# What needs to be done:
Select the lines of the records containing the word "NormalizedListing" and list them.

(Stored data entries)
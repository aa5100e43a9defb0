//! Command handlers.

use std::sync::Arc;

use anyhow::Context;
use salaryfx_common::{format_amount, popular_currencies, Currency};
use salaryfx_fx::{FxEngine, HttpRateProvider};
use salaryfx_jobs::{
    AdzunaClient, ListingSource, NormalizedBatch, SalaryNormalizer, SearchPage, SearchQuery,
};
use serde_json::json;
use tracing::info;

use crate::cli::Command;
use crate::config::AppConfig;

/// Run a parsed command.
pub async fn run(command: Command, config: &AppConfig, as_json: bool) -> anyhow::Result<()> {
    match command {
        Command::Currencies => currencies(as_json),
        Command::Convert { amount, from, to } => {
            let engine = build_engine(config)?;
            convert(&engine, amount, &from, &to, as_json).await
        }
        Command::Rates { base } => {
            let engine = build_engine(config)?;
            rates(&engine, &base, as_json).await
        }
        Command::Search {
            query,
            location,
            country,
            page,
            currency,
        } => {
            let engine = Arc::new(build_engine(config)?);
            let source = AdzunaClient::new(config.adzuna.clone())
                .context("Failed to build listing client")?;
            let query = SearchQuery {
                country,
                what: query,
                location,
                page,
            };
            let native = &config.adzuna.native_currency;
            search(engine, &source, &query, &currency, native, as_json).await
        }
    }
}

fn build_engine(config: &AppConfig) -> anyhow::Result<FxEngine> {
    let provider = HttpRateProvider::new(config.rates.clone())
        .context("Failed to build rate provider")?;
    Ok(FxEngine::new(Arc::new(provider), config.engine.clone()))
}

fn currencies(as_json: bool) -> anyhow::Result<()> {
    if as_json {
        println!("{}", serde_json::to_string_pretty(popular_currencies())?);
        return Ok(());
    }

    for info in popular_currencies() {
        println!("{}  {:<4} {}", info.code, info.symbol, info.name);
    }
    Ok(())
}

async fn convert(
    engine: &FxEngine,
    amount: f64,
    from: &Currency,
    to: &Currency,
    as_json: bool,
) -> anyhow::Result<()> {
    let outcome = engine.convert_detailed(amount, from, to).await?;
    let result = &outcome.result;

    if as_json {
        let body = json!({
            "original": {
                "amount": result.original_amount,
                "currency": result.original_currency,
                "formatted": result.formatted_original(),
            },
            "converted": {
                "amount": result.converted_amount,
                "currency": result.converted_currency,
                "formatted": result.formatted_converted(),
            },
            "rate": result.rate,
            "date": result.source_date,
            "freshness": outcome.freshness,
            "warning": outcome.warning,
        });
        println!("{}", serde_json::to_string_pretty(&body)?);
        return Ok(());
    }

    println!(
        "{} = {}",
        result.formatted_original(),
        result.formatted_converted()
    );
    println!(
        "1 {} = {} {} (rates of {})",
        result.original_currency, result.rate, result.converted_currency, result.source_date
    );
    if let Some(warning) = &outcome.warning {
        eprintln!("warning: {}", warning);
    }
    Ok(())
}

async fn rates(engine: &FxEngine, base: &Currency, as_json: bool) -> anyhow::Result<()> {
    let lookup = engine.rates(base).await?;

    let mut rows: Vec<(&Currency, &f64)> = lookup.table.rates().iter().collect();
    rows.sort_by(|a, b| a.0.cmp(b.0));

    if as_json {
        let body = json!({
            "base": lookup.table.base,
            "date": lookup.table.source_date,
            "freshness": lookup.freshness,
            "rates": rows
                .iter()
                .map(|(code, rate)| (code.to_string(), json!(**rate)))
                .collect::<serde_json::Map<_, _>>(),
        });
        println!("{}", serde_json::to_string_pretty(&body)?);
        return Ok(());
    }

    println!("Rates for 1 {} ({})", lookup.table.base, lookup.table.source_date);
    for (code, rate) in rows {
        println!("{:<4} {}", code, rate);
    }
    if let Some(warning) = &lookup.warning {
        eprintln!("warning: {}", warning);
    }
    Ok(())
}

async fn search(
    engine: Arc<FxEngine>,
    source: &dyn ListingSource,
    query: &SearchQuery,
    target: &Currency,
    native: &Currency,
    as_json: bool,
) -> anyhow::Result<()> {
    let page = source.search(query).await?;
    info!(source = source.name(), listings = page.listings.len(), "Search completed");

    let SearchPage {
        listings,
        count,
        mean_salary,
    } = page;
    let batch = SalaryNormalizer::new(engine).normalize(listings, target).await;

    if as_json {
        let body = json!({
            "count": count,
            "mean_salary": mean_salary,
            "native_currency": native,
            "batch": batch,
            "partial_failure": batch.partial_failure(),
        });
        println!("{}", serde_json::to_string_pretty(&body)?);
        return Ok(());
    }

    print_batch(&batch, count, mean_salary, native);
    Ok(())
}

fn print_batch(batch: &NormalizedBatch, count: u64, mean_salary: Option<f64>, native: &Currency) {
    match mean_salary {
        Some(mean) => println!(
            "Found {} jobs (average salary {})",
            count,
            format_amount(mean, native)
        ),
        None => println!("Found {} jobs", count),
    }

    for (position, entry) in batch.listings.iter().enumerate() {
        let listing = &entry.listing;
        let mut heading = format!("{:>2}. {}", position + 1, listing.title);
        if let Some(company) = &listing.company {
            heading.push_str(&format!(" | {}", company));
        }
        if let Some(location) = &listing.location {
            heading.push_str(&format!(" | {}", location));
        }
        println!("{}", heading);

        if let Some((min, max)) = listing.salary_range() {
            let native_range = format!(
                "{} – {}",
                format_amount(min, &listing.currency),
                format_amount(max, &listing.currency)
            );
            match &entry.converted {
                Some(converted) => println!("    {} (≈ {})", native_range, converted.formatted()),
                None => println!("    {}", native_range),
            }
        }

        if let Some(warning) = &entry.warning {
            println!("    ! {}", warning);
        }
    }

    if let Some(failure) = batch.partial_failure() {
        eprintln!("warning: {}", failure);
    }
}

...

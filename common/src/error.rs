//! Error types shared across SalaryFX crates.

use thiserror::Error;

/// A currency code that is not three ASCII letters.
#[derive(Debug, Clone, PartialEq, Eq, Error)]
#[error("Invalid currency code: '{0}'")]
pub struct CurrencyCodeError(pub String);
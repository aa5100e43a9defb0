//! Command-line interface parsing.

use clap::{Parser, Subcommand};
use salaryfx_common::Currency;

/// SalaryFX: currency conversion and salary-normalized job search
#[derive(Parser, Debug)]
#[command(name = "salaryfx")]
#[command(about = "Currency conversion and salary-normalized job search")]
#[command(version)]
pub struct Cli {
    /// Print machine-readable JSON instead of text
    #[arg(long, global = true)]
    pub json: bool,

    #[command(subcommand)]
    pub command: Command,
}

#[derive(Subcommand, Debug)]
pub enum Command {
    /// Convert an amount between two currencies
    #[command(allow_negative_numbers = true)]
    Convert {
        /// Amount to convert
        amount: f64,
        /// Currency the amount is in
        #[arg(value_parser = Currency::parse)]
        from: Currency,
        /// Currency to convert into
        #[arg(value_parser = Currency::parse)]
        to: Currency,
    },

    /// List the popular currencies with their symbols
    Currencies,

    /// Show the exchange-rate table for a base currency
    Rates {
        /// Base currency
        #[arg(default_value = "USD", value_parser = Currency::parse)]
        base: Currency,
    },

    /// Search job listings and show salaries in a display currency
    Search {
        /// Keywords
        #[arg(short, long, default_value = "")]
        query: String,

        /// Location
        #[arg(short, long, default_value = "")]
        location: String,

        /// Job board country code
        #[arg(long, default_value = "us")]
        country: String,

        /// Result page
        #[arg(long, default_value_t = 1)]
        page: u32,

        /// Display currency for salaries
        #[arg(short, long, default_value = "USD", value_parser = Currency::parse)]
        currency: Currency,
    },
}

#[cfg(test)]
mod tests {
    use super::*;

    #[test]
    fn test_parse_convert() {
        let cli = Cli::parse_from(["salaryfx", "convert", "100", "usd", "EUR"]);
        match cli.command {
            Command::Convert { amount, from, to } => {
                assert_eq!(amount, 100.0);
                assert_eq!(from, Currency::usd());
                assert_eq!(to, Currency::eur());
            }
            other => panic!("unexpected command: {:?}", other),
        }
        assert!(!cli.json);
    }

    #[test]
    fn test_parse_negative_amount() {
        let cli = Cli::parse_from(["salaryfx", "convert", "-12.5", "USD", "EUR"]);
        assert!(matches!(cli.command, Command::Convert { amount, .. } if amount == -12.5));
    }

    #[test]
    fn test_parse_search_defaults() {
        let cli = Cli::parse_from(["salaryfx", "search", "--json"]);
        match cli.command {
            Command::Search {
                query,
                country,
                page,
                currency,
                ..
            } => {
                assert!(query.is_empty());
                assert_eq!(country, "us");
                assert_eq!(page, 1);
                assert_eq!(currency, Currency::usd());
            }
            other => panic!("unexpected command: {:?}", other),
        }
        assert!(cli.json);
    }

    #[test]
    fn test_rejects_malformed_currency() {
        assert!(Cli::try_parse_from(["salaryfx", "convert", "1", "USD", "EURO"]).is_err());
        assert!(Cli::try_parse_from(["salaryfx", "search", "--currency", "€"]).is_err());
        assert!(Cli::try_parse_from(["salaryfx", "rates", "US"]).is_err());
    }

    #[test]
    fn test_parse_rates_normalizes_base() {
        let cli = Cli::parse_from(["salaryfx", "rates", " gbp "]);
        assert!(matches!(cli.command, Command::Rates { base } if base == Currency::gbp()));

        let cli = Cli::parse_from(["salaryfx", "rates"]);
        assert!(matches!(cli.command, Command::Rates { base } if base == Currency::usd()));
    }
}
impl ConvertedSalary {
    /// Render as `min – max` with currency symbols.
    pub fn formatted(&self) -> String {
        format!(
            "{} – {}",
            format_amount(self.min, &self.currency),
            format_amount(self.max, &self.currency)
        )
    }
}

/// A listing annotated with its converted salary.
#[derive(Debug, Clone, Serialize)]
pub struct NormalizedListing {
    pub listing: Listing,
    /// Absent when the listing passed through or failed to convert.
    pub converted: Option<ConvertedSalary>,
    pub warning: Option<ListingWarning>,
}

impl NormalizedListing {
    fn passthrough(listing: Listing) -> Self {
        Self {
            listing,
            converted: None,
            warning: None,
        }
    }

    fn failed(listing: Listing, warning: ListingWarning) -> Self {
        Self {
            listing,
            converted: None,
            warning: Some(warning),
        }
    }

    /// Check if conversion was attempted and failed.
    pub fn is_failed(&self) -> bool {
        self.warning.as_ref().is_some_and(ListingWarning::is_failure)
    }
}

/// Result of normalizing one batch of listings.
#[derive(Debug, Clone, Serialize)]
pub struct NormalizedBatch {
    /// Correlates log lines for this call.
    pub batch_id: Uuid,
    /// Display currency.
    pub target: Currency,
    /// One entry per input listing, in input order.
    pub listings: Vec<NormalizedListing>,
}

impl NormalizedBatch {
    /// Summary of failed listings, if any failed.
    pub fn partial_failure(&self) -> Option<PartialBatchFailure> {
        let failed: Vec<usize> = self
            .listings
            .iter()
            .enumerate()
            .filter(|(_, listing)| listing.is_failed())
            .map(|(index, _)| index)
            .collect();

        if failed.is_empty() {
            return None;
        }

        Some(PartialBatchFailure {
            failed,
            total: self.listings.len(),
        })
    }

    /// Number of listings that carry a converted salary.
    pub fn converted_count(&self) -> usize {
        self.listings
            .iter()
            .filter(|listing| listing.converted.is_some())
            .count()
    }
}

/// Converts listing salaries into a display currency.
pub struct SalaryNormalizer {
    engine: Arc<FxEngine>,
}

# Response area:
pub struct NormalizedListing {
impl NormalizedListing {
    pub listings: Vec<NormalizedListing>,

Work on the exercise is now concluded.